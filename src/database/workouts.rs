// ABOUTME: Database operations for the workout history: workouts and their repetition details
// ABOUTME: Handles transactional save and delete, newest-first listing, and aggregate statistics
//
// SPDX-License-Identifier: MIT OR Apache-2.0
// Copyright (c) 2025 Pierre Fitness Intelligence

use crate::errors::{AppError, AppResult};
use chrono::{DateTime, Utc};
use reptrack_core::models::{
    ExerciseKind, FormRating, RepDetail, RepFeedback, SpeedRating, WorkoutDetails, WorkoutRecord,
    WorkoutStats, WorkoutSummary,
};
use sqlx::{sqlite::SqliteRow, Row, SqlitePool};
use std::collections::BTreeSet;
use uuid::Uuid;

/// Workout history persistence
#[derive(Clone)]
pub struct WorkoutManager {
    pool: SqlitePool,
}

impl WorkoutManager {
    /// Create a new workout manager
    #[must_use]
    pub const fn new(pool: SqlitePool) -> Self {
        Self { pool }
    }

    /// Create workouts and `rep_details` tables
    ///
    /// # Errors
    ///
    /// Returns an error if table or index creation fails
    pub async fn migrate(&self) -> AppResult<()> {
        sqlx::query(
            r"
            CREATE TABLE IF NOT EXISTS workouts (
                id TEXT PRIMARY KEY,
                exercise_kind TEXT NOT NULL,
                start_time TEXT NOT NULL,
                duration_ms INTEGER NOT NULL,
                total_reps INTEGER NOT NULL,
                perfect_reps INTEGER NOT NULL,
                avg_angle REAL NOT NULL,
                score INTEGER NOT NULL CHECK (score BETWEEN 0 AND 100),
                difficulty_at_end INTEGER NOT NULL,
                created_at TEXT NOT NULL
            )
            ",
        )
        .execute(&self.pool)
        .await
        .map_err(|e| AppError::database(format!("Failed to create workouts table: {e}")))?;

        sqlx::query(
            r"
            CREATE TABLE IF NOT EXISTS rep_details (
                id INTEGER PRIMARY KEY AUTOINCREMENT,
                workout_id TEXT NOT NULL REFERENCES workouts(id),
                rep_number INTEGER NOT NULL,
                angle REAL NOT NULL,
                form_rating TEXT NOT NULL,
                speed_rating TEXT NOT NULL,
                issues TEXT NOT NULL DEFAULT '[]',
                recorded_at TEXT NOT NULL
            )
            ",
        )
        .execute(&self.pool)
        .await
        .map_err(|e| AppError::database(format!("Failed to create rep_details table: {e}")))?;

        sqlx::query("CREATE INDEX IF NOT EXISTS idx_rep_details_workout ON rep_details(workout_id)")
            .execute(&self.pool)
            .await
            .map_err(|e| AppError::database(format!("Failed to create rep_details index: {e}")))?;

        sqlx::query("CREATE INDEX IF NOT EXISTS idx_workouts_start ON workouts(start_time)")
            .execute(&self.pool)
            .await
            .map_err(|e| AppError::database(format!("Failed to create workouts index: {e}")))?;

        Ok(())
    }

    /// Save a workout and one detail row per repetition in one transaction
    ///
    /// # Errors
    ///
    /// Returns an error if serialization or any insert fails; nothing is written then
    pub async fn save(
        &self,
        summary: &WorkoutSummary,
        feedbacks: &[RepFeedback],
    ) -> AppResult<String> {
        let workout_id = Uuid::new_v4().to_string();
        let now = Utc::now().to_rfc3339();

        let mut tx = self
            .pool
            .begin()
            .await
            .map_err(|e| AppError::database(format!("Failed to begin transaction: {e}")))?;

        sqlx::query(
            r"
            INSERT INTO workouts (
                id, exercise_kind, start_time, duration_ms, total_reps,
                perfect_reps, avg_angle, score, difficulty_at_end, created_at
            )
            VALUES ($1, $2, $3, $4, $5, $6, $7, $8, $9, $10)
            ",
        )
        .bind(&workout_id)
        .bind(summary.exercise_kind.as_str())
        .bind(summary.start_time.to_rfc3339())
        .bind(i64::try_from(summary.duration_ms).unwrap_or(i64::MAX))
        .bind(i64::from(summary.total_reps))
        .bind(i64::from(summary.perfect_reps))
        .bind(summary.avg_angle)
        .bind(i64::from(summary.score))
        .bind(i64::from(summary.difficulty_at_end))
        .bind(&now)
        .execute(&mut *tx)
        .await
        .map_err(|e| AppError::database(format!("Failed to insert workout: {e}")))?;

        for (index, feedback) in feedbacks.iter().enumerate() {
            let issues = serde_json::to_string(&feedback.issues)?;
            sqlx::query(
                r"
                INSERT INTO rep_details (
                    workout_id, rep_number, angle, form_rating, speed_rating, issues, recorded_at
                )
                VALUES ($1, $2, $3, $4, $5, $6, $7)
                ",
            )
            .bind(&workout_id)
            .bind(i64::try_from(index + 1).unwrap_or(i64::MAX))
            .bind(feedback.angle)
            .bind(feedback.form_rating.as_str())
            .bind(feedback.speed_rating.as_str())
            .bind(issues)
            .bind(&now)
            .execute(&mut *tx)
            .await
            .map_err(|e| AppError::database(format!("Failed to insert rep detail: {e}")))?;
        }

        tx.commit()
            .await
            .map_err(|e| AppError::database(format!("Failed to commit workout: {e}")))?;

        Ok(workout_id)
    }

    /// Saved workouts, newest first
    ///
    /// # Errors
    ///
    /// Returns an error if the query or row decoding fails
    pub async fn list(&self, limit: Option<u32>) -> AppResult<Vec<WorkoutRecord>> {
        let limit = limit.map_or(-1, i64::from);
        let rows = sqlx::query(
            r"
            SELECT id, exercise_kind, start_time, duration_ms, total_reps,
                   perfect_reps, avg_angle, score, difficulty_at_end
            FROM workouts
            ORDER BY start_time DESC, created_at DESC
            LIMIT $1
            ",
        )
        .bind(limit)
        .fetch_all(&self.pool)
        .await
        .map_err(|e| AppError::database(format!("Failed to list workouts: {e}")))?;

        rows.iter().map(row_to_workout).collect()
    }

    /// One workout with its repetitions ordered by rep number
    ///
    /// # Errors
    ///
    /// Returns an error if a query or row decoding fails
    pub async fn get_with_details(&self, workout_id: &str) -> AppResult<Option<WorkoutDetails>> {
        let row = sqlx::query(
            r"
            SELECT id, exercise_kind, start_time, duration_ms, total_reps,
                   perfect_reps, avg_angle, score, difficulty_at_end
            FROM workouts
            WHERE id = $1
            ",
        )
        .bind(workout_id)
        .fetch_optional(&self.pool)
        .await
        .map_err(|e| AppError::database(format!("Failed to get workout: {e}")))?;

        let Some(row) = row else {
            return Ok(None);
        };
        let workout = row_to_workout(&row)?;

        let rows = sqlx::query(
            r"
            SELECT workout_id, rep_number, angle, form_rating, speed_rating, issues, recorded_at
            FROM rep_details
            WHERE workout_id = $1
            ORDER BY rep_number ASC
            ",
        )
        .bind(workout_id)
        .fetch_all(&self.pool)
        .await
        .map_err(|e| AppError::database(format!("Failed to get rep details: {e}")))?;

        let reps = rows.iter().map(row_to_rep_detail).collect::<AppResult<Vec<_>>>()?;
        Ok(Some(WorkoutDetails { workout, reps }))
    }

    /// Count, total reps, perfect reps, and mean score across all workouts
    ///
    /// # Errors
    ///
    /// Returns an error if the query fails
    pub async fn stats(&self) -> AppResult<WorkoutStats> {
        let row = sqlx::query(
            r"
            SELECT COUNT(*) AS total_workouts,
                   COALESCE(SUM(total_reps), 0) AS total_reps,
                   COALESCE(SUM(perfect_reps), 0) AS perfect_reps,
                   COALESCE(AVG(score), 0.0) AS average_score
            FROM workouts
            ",
        )
        .fetch_one(&self.pool)
        .await
        .map_err(|e| AppError::database(format!("Failed to compute workout stats: {e}")))?;

        let total_workouts: i64 = row.get("total_workouts");
        let total_reps: i64 = row.get("total_reps");
        let perfect_reps: i64 = row.get("perfect_reps");

        Ok(WorkoutStats {
            total_workouts: total_workouts as u32,
            total_reps: total_reps as u32,
            perfect_form_reps: perfect_reps as u32,
            average_score: row.get("average_score"),
        })
    }

    /// Delete rep details first, then the workout
    ///
    /// # Errors
    ///
    /// Returns an error if either delete fails
    pub async fn delete(&self, workout_id: &str) -> AppResult<bool> {
        let mut tx = self
            .pool
            .begin()
            .await
            .map_err(|e| AppError::database(format!("Failed to begin transaction: {e}")))?;

        sqlx::query("DELETE FROM rep_details WHERE workout_id = $1")
            .bind(workout_id)
            .execute(&mut *tx)
            .await
            .map_err(|e| AppError::database(format!("Failed to delete rep details: {e}")))?;

        let result = sqlx::query("DELETE FROM workouts WHERE id = $1")
            .bind(workout_id)
            .execute(&mut *tx)
            .await
            .map_err(|e| AppError::database(format!("Failed to delete workout: {e}")))?;

        tx.commit()
            .await
            .map_err(|e| AppError::database(format!("Failed to commit delete: {e}")))?;

        Ok(result.rows_affected() > 0)
    }
}

fn parse_timestamp(raw: &str) -> AppResult<DateTime<Utc>> {
    Ok(DateTime::parse_from_rfc3339(raw)
        .map_err(|e| AppError::internal(format!("Invalid datetime: {e}")))?
        .with_timezone(&Utc))
}

fn row_to_workout(row: &SqliteRow) -> AppResult<WorkoutRecord> {
    let kind_str: String = row.get("exercise_kind");
    let start_time: String = row.get("start_time");
    let duration_ms: i64 = row.get("duration_ms");
    let total_reps: i64 = row.get("total_reps");
    let perfect_reps: i64 = row.get("perfect_reps");
    let score: i64 = row.get("score");
    let difficulty_at_end: i64 = row.get("difficulty_at_end");

    Ok(WorkoutRecord {
        id: row.get("id"),
        summary: WorkoutSummary {
            exercise_kind: kind_str.parse::<ExerciseKind>()?,
            start_time: parse_timestamp(&start_time)?,
            duration_ms: duration_ms as u64,
            total_reps: total_reps as u32,
            perfect_reps: perfect_reps as u32,
            avg_angle: row.get("avg_angle"),
            score: score.clamp(0, 100) as u8,
            difficulty_at_end: difficulty_at_end as u32,
        },
    })
}

fn row_to_rep_detail(row: &SqliteRow) -> AppResult<RepDetail> {
    let rep_number: i64 = row.get("rep_number");
    let form_rating: String = row.get("form_rating");
    let speed_rating: String = row.get("speed_rating");
    let issues_json: String = row.get("issues");
    let recorded_at: String = row.get("recorded_at");
    let issues: BTreeSet<_> = serde_json::from_str(&issues_json)?;

    Ok(RepDetail {
        workout_id: row.get("workout_id"),
        rep_number: rep_number as u32,
        angle: row.get("angle"),
        form_rating: FormRating::parse(&form_rating),
        speed_rating: SpeedRating::parse(&speed_rating),
        issues,
        recorded_at: parse_timestamp(&recorded_at)?,
    })
}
• • •
Each line of the listing above that includes the word "WHERE" is to be counted, and only the total reported.

-- Written reply --
4